2.5.1   Current Status Industry Deregulation

The electric power industry has evolved from a highly regulated industry with traditionally-structured electric
utilities to a less regulated, more competitive industry. Several key pieces of Federal legislation have made
the changes in the industry"s structure possible. The industry has traditionally been regulated based on the
premise that the supply of electricity is a natural monopoly, where a single supplier could provide electric
services at a lower total cost than could be provided by several competing suppliers. During the last two
decades, the relationship between electricity consumers and suppliers has undergone substantial change, as
governments and regulatory agencies recognized that electricity generation does not necessarily meet the
definition of a natural monopoly. As a result, substantial steps have been undertaken to promote competition
in generation, thereby achieving better electricity production efficiency among electricity generators, while
recognizing that the delivery of electricity via transmission and distribution systems does remain within the
definition of a natural monopoly. A key step in this effort is the required unbundling of the traditional
vertically integrated electric power business, with the electricity generation business (and therefore the
electricity generating assets) being separated from the electricity transmission and distribution business.

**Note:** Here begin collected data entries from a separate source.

use crate::ThreadSafe;

/// Per-motion parameters consumed by the integrators and adapters.
///
/// Options that do not care about a parameter fall back to the
/// default provided here.
pub trait DamperOptions: Copy + Default + ThreadSafe {
    /// Time (in seconds) a [`Timed`](crate::spring::SpringType::Timed)
    /// motion should take to arrive.
    #[inline]
    fn target_time(&self) -> f64 {
        TimeDamperOptions::DEFAULT_TARGET_TIME
    }

    /// Speed of the intermediate goal of a
    /// [`Velocity`](crate::spring::SpringType::Velocity) motion.
    #[inline]
    fn target_velocity(&self) -> f64 {
        VelocityDamperOptions::DEFAULT_TARGET_VELOCITY
    }
}

#[derive(Debug, Default, Clone, Copy, PartialEq, Eq, Hash)]
pub struct NoOptions;

impl DamperOptions for NoOptions {}

#[derive(Debug, Clone, Copy, PartialEq)]
pub struct TimeDamperOptions {
    pub target_time: f64,
}

impl TimeDamperOptions {
    pub const DEFAULT_TARGET_TIME: f64 = 0.9;
}

impl Default for TimeDamperOptions {
    fn default() -> Self {
        Self {
            target_time: Self::DEFAULT_TARGET_TIME,
        }
    }
}

impl DamperOptions for TimeDamperOptions {
    #[inline]
    fn target_time(&self) -> f64 {
        self.target_time
    }
}

#[derive(Debug, Clone, Copy, PartialEq)]
pub struct VelocityDamperOptions {
    pub target_velocity: f64,
}

impl VelocityDamperOptions {
    pub const DEFAULT_TARGET_VELOCITY: f64 = 1.0;
}

impl Default for VelocityDamperOptions {
    fn default() -> Self {
        Self {
            target_velocity: Self::DEFAULT_TARGET_VELOCITY,
        }
    }
}

impl DamperOptions for VelocityDamperOptions {
    #[inline]
    fn target_velocity(&self) -> f64 {
        self.target_velocity
    }
}

/// How integer motions round their lane value.
#[derive(Debug, Default, Clone, Copy, PartialEq, Eq, Hash)]
pub enum RoundingMode {
    /// Round half to even.
    #[default]
    ToEven,
    /// Ceil positive values, floor negative ones.
    AwayFromZero,
    ToZero,
    ToPositiveInfinity,
    ToNegativeInfinity,
}

impl RoundingMode {
    pub fn round(self, value: f64) -> f64 {
        match self {
            RoundingMode::ToEven => value.round_ties_even(),
            RoundingMode::AwayFromZero => {
                if value >= 0.0 {
                    value.ceil()
                } else {
                    value.floor()
                }
            }
            RoundingMode::ToZero => value.trunc(),
            RoundingMode::ToPositiveInfinity => value.ceil(),
            RoundingMode::ToNegativeInfinity => value.floor(),
        }
    }
}

#[derive(Debug, Default, Clone, Copy, PartialEq, Eq, Hash)]
pub struct IntegerOptions {
    pub rounding_mode: RoundingMode,
}

impl IntegerOptions {
    pub fn with_rounding_mode(mut self, mode: RoundingMode) -> Self {
        self.rounding_mode = mode;
        self
    }
}

impl DamperOptions for IntegerOptions {}

#[cfg(test)]
mod tests {
    use super::*;

    #[test]
    fn rounding_modes() {
        use RoundingMode::*;

        assert_eq!(ToEven.round(2.5), 2.0);
        assert_eq!(ToEven.round(3.5), 4.0);
        assert_eq!(AwayFromZero.round(2.1), 3.0);
        assert_eq!(AwayFromZero.round(-2.1), -3.0);
        assert_eq!(ToZero.round(-2.9), -2.0);
        assert_eq!(ToPositiveInfinity.round(-2.9), -2.0);
        assert_eq!(ToNegativeInfinity.round(2.9), 2.0);
    }

    #[test]
    fn options_fall_back_to_defaults() {
        assert_eq!(NoOptions.target_time(), 0.9);
        assert_eq!(IntegerOptions::default().target_velocity(), 1.0);

        let timed = TimeDamperOptions { target_time: 2.0 };
        assert_eq!(timed.target_time(), 2.0);
        assert_eq!(timed.target_velocity(), 1.0);

        let velocity = VelocityDamperOptions {
            target_velocity: 4.0,
        };
        assert_eq!(velocity.target_velocity(), 4.0);
        assert_eq!(velocity.target_time(), 0.9);
    }
}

Electricity restructuring has two essential aspects: wholesale access and retail access. Wholesale access refers
to the ability of electric power generating entities - utilities and independent power producers - to access
transmission systems to compete for wholesale markets, i.e., distribution utilities and independent marketers
buying and selling electricity. Retail access refers to the ability of marketers and retailing businesses of
utilities to obtain access to  distribution systems to sell electricity to end-use consumers, thereby introducing
consumer choice of electricity supplier (or retail choice).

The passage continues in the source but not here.